RECORD EXTRACTS: Begin

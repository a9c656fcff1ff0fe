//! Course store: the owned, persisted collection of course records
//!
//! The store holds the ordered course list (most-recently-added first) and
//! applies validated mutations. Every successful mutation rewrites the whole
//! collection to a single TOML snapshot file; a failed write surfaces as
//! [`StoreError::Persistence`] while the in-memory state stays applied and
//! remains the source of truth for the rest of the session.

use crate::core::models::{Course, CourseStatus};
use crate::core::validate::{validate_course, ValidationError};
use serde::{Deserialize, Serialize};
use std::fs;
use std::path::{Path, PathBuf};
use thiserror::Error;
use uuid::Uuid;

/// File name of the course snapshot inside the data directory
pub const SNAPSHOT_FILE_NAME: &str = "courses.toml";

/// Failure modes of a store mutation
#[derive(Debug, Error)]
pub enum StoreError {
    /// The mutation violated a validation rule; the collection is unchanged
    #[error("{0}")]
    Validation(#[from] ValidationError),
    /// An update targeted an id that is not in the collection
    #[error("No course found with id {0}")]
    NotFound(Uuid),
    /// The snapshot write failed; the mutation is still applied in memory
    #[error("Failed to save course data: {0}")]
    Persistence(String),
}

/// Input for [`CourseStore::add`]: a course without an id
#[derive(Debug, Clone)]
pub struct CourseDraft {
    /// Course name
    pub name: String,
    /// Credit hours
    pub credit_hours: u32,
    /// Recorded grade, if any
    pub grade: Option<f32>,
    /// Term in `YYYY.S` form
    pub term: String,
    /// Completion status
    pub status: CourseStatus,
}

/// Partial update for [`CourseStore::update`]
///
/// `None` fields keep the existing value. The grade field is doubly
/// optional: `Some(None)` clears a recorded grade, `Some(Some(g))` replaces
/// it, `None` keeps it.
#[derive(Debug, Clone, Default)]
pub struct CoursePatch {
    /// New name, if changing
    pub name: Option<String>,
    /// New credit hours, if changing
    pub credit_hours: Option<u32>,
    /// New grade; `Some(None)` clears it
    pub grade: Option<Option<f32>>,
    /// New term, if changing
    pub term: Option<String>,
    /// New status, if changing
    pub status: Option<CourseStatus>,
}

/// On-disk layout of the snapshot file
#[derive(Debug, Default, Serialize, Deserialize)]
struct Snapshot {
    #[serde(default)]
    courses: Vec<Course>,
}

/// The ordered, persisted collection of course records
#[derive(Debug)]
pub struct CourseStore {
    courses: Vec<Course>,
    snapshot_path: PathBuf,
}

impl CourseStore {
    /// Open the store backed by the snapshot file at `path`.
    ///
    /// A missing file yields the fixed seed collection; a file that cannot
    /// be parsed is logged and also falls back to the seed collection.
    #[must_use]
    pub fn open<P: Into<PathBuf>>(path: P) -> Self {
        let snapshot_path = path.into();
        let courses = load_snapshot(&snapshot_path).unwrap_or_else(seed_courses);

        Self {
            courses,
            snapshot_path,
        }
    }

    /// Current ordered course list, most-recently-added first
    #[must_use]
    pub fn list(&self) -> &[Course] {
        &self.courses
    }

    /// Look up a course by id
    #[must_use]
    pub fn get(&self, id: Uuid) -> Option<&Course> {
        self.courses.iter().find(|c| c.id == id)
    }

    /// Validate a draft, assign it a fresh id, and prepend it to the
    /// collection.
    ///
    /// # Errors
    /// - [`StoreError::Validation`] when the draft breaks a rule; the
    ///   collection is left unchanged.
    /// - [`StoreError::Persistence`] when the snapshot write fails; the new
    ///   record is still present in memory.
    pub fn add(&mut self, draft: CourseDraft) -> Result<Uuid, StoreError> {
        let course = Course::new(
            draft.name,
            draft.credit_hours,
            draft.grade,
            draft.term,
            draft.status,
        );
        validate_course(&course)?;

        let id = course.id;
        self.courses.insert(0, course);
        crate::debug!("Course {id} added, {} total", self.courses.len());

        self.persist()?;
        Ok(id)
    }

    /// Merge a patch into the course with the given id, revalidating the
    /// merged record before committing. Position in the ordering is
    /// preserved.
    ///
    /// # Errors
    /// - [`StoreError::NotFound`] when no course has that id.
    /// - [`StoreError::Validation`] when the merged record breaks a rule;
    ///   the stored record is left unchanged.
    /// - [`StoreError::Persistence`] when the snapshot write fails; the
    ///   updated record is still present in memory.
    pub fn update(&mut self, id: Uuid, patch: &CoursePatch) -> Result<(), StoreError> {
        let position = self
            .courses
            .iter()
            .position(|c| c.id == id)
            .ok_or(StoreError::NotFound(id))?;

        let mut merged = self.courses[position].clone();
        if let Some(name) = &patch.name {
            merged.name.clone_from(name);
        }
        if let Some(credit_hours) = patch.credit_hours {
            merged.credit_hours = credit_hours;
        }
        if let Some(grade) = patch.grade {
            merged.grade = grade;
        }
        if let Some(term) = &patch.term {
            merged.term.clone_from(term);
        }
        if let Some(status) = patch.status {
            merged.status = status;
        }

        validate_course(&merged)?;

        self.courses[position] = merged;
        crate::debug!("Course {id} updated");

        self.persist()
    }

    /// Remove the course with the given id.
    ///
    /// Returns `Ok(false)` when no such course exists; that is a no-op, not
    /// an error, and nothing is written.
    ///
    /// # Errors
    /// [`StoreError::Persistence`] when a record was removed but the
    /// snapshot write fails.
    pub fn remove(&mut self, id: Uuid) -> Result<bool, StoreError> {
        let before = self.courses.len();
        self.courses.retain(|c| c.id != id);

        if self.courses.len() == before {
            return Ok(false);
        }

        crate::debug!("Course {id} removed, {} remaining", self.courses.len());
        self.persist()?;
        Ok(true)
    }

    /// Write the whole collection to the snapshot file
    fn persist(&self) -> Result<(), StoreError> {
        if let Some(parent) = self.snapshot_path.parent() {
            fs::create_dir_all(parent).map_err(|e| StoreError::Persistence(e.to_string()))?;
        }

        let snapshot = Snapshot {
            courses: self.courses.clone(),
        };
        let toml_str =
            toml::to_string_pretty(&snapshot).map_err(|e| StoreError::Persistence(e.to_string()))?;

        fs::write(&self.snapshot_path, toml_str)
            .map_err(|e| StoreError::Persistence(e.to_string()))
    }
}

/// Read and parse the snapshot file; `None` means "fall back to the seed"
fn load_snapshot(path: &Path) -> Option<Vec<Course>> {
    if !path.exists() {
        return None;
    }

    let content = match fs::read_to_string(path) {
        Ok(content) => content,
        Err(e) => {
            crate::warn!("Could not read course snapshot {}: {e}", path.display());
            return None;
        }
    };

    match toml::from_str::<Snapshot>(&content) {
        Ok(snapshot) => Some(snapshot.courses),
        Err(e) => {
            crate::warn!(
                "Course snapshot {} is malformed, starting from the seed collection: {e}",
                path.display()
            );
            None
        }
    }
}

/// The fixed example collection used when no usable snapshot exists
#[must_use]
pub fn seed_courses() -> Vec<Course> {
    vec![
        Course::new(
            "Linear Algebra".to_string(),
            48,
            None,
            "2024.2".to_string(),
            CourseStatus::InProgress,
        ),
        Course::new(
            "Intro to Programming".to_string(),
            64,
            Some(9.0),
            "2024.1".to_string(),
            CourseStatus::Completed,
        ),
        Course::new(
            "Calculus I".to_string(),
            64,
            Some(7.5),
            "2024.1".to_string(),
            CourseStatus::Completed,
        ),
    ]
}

RECORD EXTRACTS: End
RECORD EXTRACTS: Begin

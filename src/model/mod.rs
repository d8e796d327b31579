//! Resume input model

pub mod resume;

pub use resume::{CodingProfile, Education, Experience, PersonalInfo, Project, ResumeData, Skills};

RECORD EXTRACTS: End
RECORD EXTRACTS: Begin

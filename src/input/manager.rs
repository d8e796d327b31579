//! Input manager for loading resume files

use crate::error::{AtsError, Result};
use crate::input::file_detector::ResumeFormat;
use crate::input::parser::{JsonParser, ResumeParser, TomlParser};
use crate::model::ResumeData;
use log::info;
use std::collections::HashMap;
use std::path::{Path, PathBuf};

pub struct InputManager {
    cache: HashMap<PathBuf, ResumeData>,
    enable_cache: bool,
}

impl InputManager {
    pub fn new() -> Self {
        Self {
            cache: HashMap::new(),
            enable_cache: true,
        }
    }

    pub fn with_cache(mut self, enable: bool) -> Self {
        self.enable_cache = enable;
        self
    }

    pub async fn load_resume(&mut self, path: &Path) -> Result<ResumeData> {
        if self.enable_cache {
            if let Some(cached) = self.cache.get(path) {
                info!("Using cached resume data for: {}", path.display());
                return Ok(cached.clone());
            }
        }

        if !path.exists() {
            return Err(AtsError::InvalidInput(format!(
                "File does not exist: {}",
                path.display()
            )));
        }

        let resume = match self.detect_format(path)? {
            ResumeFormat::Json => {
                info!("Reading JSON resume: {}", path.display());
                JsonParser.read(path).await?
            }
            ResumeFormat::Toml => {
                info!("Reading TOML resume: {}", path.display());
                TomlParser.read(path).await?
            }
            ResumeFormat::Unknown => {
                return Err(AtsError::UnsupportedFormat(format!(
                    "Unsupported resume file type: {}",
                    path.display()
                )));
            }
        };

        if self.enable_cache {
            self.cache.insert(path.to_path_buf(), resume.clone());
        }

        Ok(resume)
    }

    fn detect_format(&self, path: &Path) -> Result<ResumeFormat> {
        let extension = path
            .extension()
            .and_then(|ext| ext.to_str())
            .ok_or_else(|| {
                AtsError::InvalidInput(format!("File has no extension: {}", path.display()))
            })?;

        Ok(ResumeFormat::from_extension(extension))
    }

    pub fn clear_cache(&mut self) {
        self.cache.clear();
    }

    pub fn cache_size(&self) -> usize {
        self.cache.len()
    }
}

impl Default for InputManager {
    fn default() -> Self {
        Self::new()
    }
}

RECORD EXTRACTS: End

BRIEF :: Show every line of the data that includes the string "filename".

TASK SOLUTION ::
filename src/model/mod.rs
filename src/input/manager.rs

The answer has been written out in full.